When life revolves around the home: Work and sociability during the lockdown.

Authors
  • SAFI Mirna
  • COULANGEON Philippe
  • GODECHOT Olivier
  • FERRAGINA Emanuele
  • HELMEID Emily
  • PAULY Stefan
  • RECCHI Ettore
  • SAUGER Nicolas
  • SCHRADIE Jen
Publication date
2020
Publication type
Other
Summary How disruptive is Covid-19 to everyday life? How is the French population experiencing the lockdown? Is it magnifying inequalities and affecting social cohesion? The CoCo project sheds lights on these pressing questions by comparing living conditions in France before, during, and after the lockdown. This is the third of a series of research briefs. We explore how French society has coped with the first 6 weeks of the lockdown, particularly as regards the transformation of working conditions and social life. We also continue to monitor self-reported health and well-being. About a third of workers kept working at their workplace, another third shifted to remote work while the others stopped working altogether, becoming unemployed or taking leave.

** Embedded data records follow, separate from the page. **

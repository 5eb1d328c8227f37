//! Host script generation tests

use dongbei::frontend::lexer::{tokenize, Keyword, Token};
use dongbei::{translate, Compiler};

#[test]
fn test_header_only_for_empty_program() {
    assert_eq!(translate("").unwrap(), "_db_output = \"\"");
}

#[test]
fn test_all_statement_forms() {
    let source = "老王是活雷锋。老王装1。老王走走。老王走2步。老王退退。老王退3步。唠唠：老王。";
    let expected = [
        "_db_output = \"\"",
        "_db_var0 = None",
        "_db_var0 = 1",
        "_db_var0 += 1",
        "_db_var0 += 2",
        "_db_var0 -= 1",
        "_db_var0 -= 3",
        "_db_output += str(_db_var0) + \"\\n\"",
    ]
    .join("\n");
    assert_eq!(translate(source).unwrap(), expected);
}

#[test]
fn test_loop_translation() {
    let source = "我从1到三磨叽：唠唠：我。磨叽完了。";
    let expected = [
        "_db_output = \"\"",
        "for _db_var0 in range(1, 3 + 1):",
        "  _db_output += str(_db_var0) + \"\\n\"",
    ]
    .join("\n");
    assert_eq!(translate(source).unwrap(), expected);
}

#[test]
fn test_operators_are_concatenated() {
    let code = translate("甲装1加2减3乘4除以5。").unwrap();
    assert!(code.ends_with("_db_var0 = 1+2-3*4/5"));
}

#[test]
fn test_distinct_identifiers_get_distinct_names() {
    let code = translate("甲装1。乙装甲。甲装乙。").unwrap();
    assert!(code.contains("_db_var0 = 1"));
    assert!(code.contains("_db_var1 = _db_var0"));
    assert!(code.contains("_db_var0 = _db_var1"));
}

#[test]
fn test_compile_exposes_stages() {
    let translation = Compiler::new().compile("唠唠：“嗨”。").unwrap();
    assert_eq!(
        translation.tokens,
        vec![
            Token::Keyword(Keyword::Say),
            Token::Keyword(Keyword::Colon),
            Token::Keyword(Keyword::OpenQuote),
            Token::StringLiteral("嗨".into()),
            Token::Keyword(Keyword::CloseQuote),
            Token::Keyword(Keyword::Period),
        ]
    );
    assert!(translation.symbols.is_empty());
}

#[test]
fn test_every_keyword_tokenizes_alone() {
    for keyword in dongbei::frontend::lexer::KEYWORDS {
        assert_eq!(
            tokenize(keyword.spelling()).unwrap(),
            vec![Token::Keyword(keyword)],
            "keyword {:?}",
            keyword
        );
    }
}

#[test]
fn test_tokens_serialize_to_json() {
    let tokens = tokenize("唠唠：1。").unwrap();
    let json = serde_json::to_value(&tokens).unwrap();
    assert_eq!(json[2]["kind"], "IntegerLiteral");
    assert_eq!(json[2]["value"], 1);
}
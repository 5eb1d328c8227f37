//! Code generation
//!
//! This module handles the transformation from AST to host script text.

pub mod codegen;

pub use codegen::*;
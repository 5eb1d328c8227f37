//! Host script parser
//!
//! Lines are grouped into blocks by indentation; expressions are parsed with
//! binding powers so that `*` and `/` group before `+` and `-`.

use super::ast::*;
use super::lexer::{tokenize_line, HostToken};
use crate::backends::{ExecutorError, ExecutorResult};

/// Binding power levels
pub const BP_LOWEST: u8 = 0;
pub const BP_TERM: u8 = 6;
pub const BP_FACTOR: u8 = 7;
pub const BP_UNARY: u8 = 8;

/// A non-blank line of host script
#[derive(Debug)]
struct Line {
    number: usize,
    indent: usize,
    tokens: Vec<HostToken>,
}

/// Parse a host script into statements
pub fn parse_script(source: &str) -> ExecutorResult<Vec<HostStmt>> {
    let mut lines = Vec::new();
    for (i, text) in source.lines().enumerate() {
        let number = i + 1;
        let tokens = tokenize_line(text, number)?;
        if tokens.is_empty() {
            continue;
        }
        let indent = text.chars().take_while(|c| *c == ' ' || *c == '\t').count();
        lines.push(Line {
            number,
            indent,
            tokens,
        });
    }

    let mut pos = 0;
    parse_block(&lines, &mut pos, 0)
}

fn syntax(
    line: usize,
    message: &str,
) -> ExecutorError {
    ExecutorError::Syntax {
        line,
        message: message.to_string(),
    }
}

/// Parse consecutive lines at exactly `indent`
fn parse_block(
    lines: &[Line],
    pos: &mut usize,
    indent: usize,
) -> ExecutorResult<Vec<HostStmt>> {
    let mut stmts = Vec::new();
    while let Some(line) = lines.get(*pos) {
        if line.indent < indent {
            break;
        }
        if line.indent > indent {
            return Err(syntax(line.number, "unexpected indent"));
        }
        *pos += 1;

        let mut cursor = Cursor::new(&line.tokens, line.number);
        let stmt = if cursor.at_name("for") {
            let (var, start, end) = cursor.parse_for_header()?;
            let body = match lines.get(*pos) {
                Some(next) if next.indent > indent => parse_block(lines, pos, next.indent)?,
                _ => return Err(syntax(line.number, "expected an indented block")),
            };
            HostStmt::For {
                var,
                start,
                end,
                body,
            }
        } else {
            cursor.parse_simple_stmt()?
        };
        stmts.push(stmt);
    }
    Ok(stmts)
}

/// Token cursor over one line
struct Cursor<'a> {
    tokens: &'a [HostToken],
    pos: usize,
    line: usize,
}

impl<'a> Cursor<'a> {
    fn new(
        tokens: &'a [HostToken],
        line: usize,
    ) -> Self {
        Self {
            tokens,
            pos: 0,
            line,
        }
    }

    fn current(&self) -> Option<&'a HostToken> {
        self.tokens.get(self.pos)
    }

    fn at_name(
        &self,
        name: &str,
    ) -> bool {
        matches!(self.current(), Some(HostToken::Name(n)) if n == name)
    }

    fn error(
        &self,
        message: &str,
    ) -> ExecutorError {
        let found = match self.current() {
            Some(token) => format!("{:?}", token),
            None => "end of line".to_string(),
        };
        ExecutorError::Syntax {
            line: self.line,
            message: format!("{}, found {}", message, found),
        }
    }

    fn expect(
        &mut self,
        token: &HostToken,
        message: &str,
    ) -> ExecutorResult<()> {
        if self.current() == Some(token) {
            self.pos += 1;
            Ok(())
        } else {
            Err(self.error(message))
        }
    }

    fn expect_name(
        &mut self,
        name: &str,
    ) -> ExecutorResult<()> {
        if self.at_name(name) {
            self.pos += 1;
            Ok(())
        } else {
            Err(self.error(&format!("expected '{}'", name)))
        }
    }

    fn identifier(&mut self) -> ExecutorResult<String> {
        match self.current() {
            Some(HostToken::Name(name)) if !is_reserved(name) => {
                self.pos += 1;
                Ok(name.clone())
            }
            _ => Err(self.error("expected a name")),
        }
    }

    fn expect_end(&self) -> ExecutorResult<()> {
        match self.current() {
            None => Ok(()),
            Some(_) => Err(self.error("expected end of line")),
        }
    }

    /// `for NAME in range(e, e):`
    fn parse_for_header(&mut self) -> ExecutorResult<(String, HostExpr, HostExpr)> {
        self.expect_name("for")?;
        let var = self.identifier()?;
        self.expect_name("in")?;
        self.expect_name("range")?;
        self.expect(&HostToken::LParen, "expected '('")?;
        let start = self.parse_expr(BP_LOWEST)?;
        self.expect(&HostToken::Comma, "expected ','")?;
        let end = self.parse_expr(BP_LOWEST)?;
        self.expect(&HostToken::RParen, "expected ')'")?;
        self.expect(&HostToken::Colon, "expected ':'")?;
        self.expect_end()?;
        Ok((var, start, end))
    }

    /// `pass` or `NAME (=|+=|-=) e`
    fn parse_simple_stmt(&mut self) -> ExecutorResult<HostStmt> {
        if self.at_name("pass") {
            self.pos += 1;
            self.expect_end()?;
            return Ok(HostStmt::Pass);
        }

        let name = self.identifier()?;
        let op = match self.current() {
            Some(HostToken::Eq) => AssignOp::Set,
            Some(HostToken::PlusEq) => AssignOp::Add,
            Some(HostToken::MinusEq) => AssignOp::Sub,
            _ => return Err(self.error("expected an assignment")),
        };
        self.pos += 1;
        let value = self.parse_expr(BP_LOWEST)?;
        self.expect_end()?;
        Ok(HostStmt::Assign { name, op, value })
    }

    fn parse_expr(
        &mut self,
        min_bp: u8,
    ) -> ExecutorResult<HostExpr> {
        let mut left = self.parse_prefix()?;

        while let Some((op, bp)) = self.current().and_then(infix_info) {
            if bp <= min_bp {
                break;
            }
            self.pos += 1;
            let right = self.parse_expr(bp)?;
            left = HostExpr::Binary {
                op,
                left: Box::new(left),
                right: Box::new(right),
            };
        }

        Ok(left)
    }

    fn parse_prefix(&mut self) -> ExecutorResult<HostExpr> {
        let token = match self.current() {
            Some(token) => token,
            None => return Err(self.error("expected an expression")),
        };

        match token {
            HostToken::Int(n) => {
                self.pos += 1;
                Ok(HostExpr::Int(*n))
            }
            HostToken::Str(s) => {
                self.pos += 1;
                // Adjacent literals join into one
                let mut text = s.clone();
                while let Some(HostToken::Str(next)) = self.current() {
                    text.push_str(next);
                    self.pos += 1;
                }
                Ok(HostExpr::Str(text))
            }
            HostToken::Minus | HostToken::Plus => {
                let op = if *token == HostToken::Minus {
                    UnOp::Neg
                } else {
                    UnOp::Pos
                };
                self.pos += 1;
                let expr = self.parse_expr(BP_UNARY)?;
                Ok(HostExpr::Unary {
                    op,
                    expr: Box::new(expr),
                })
            }
            HostToken::LParen => {
                self.pos += 1;
                let expr = self.parse_expr(BP_LOWEST)?;
                self.expect(&HostToken::RParen, "expected ')'")?;
                Ok(expr)
            }
            HostToken::Name(name) if name == "None" => {
                self.pos += 1;
                Ok(HostExpr::None)
            }
            HostToken::Name(name) if !is_reserved(name) => {
                self.pos += 1;
                if self.current() == Some(&HostToken::LParen) {
                    self.pos += 1;
                    let args = self.parse_args()?;
                    Ok(HostExpr::Call {
                        func: name.clone(),
                        args,
                    })
                } else {
                    Ok(HostExpr::Name(name.clone()))
                }
            }
            _ => Err(self.error("expected an expression")),
        }
    }

    /// Call arguments after `(`
    fn parse_args(&mut self) -> ExecutorResult<Vec<HostExpr>> {
        let mut args = Vec::new();
        if self.current() == Some(&HostToken::RParen) {
            self.pos += 1;
            return Ok(args);
        }
        loop {
            args.push(self.parse_expr(BP_LOWEST)?);
            match self.current() {
                Some(HostToken::Comma) => self.pos += 1,
                Some(HostToken::RParen) => {
                    self.pos += 1;
                    return Ok(args);
                }
                _ => return Err(self.error("expected ',' or ')'")),
            }
        }
    }
}

fn infix_info(token: &HostToken) -> Option<(BinOp, u8)> {
    match token {
        HostToken::Plus => Some((BinOp::Add, BP_TERM)),
        HostToken::Minus => Some((BinOp::Sub, BP_TERM)),
        HostToken::Star => Some((BinOp::Mul, BP_FACTOR)),
        HostToken::Slash => Some((BinOp::Div, BP_FACTOR)),
        _ => None,
    }
}

/// Words the host script reserves
pub fn is_reserved(name: &str) -> bool {
    matches!(name, "for" | "in" | "pass" | "None")
}

/// Whether `name` lexes as a single host name token
pub fn is_name(name: &str) -> bool {
    let mut chars = name.chars();
    match chars.next() {
        Some(c) if c.is_alphabetic() || c == '_' => {
            chars.all(|c| c.is_alphanumeric() || c == '_')
        }
        _ => false,
    }
}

Women with at least a young child were more likely to stop working. Remote-work is concentrated in the middle-upper segment of the income distribution, while working outside the home remains the norm for the bottom-half of earners. Remote workers’ working conditions are better in comparison to workplace-workers. They are also the most interested in continuing to work remotely after the lockdown. The division of domestic work tends to be more egalitarian in households where the woman is working remotely. The men find it difficult to spend time educating their children. Unprecedented levels of online social contact have compensated for a steep drop in sociability. Continued relations with relatives are the most prevalent while people who developed new relationships during confinement did so mostly with their neighbours.Contracting the virus has now more to do with employment conditions. People who kept going to the workplace were more likely to contract the virus. While happiness levels dropped at the beginning of the lockdown, they have regained and even surpassed pre-lockdown levels for most people.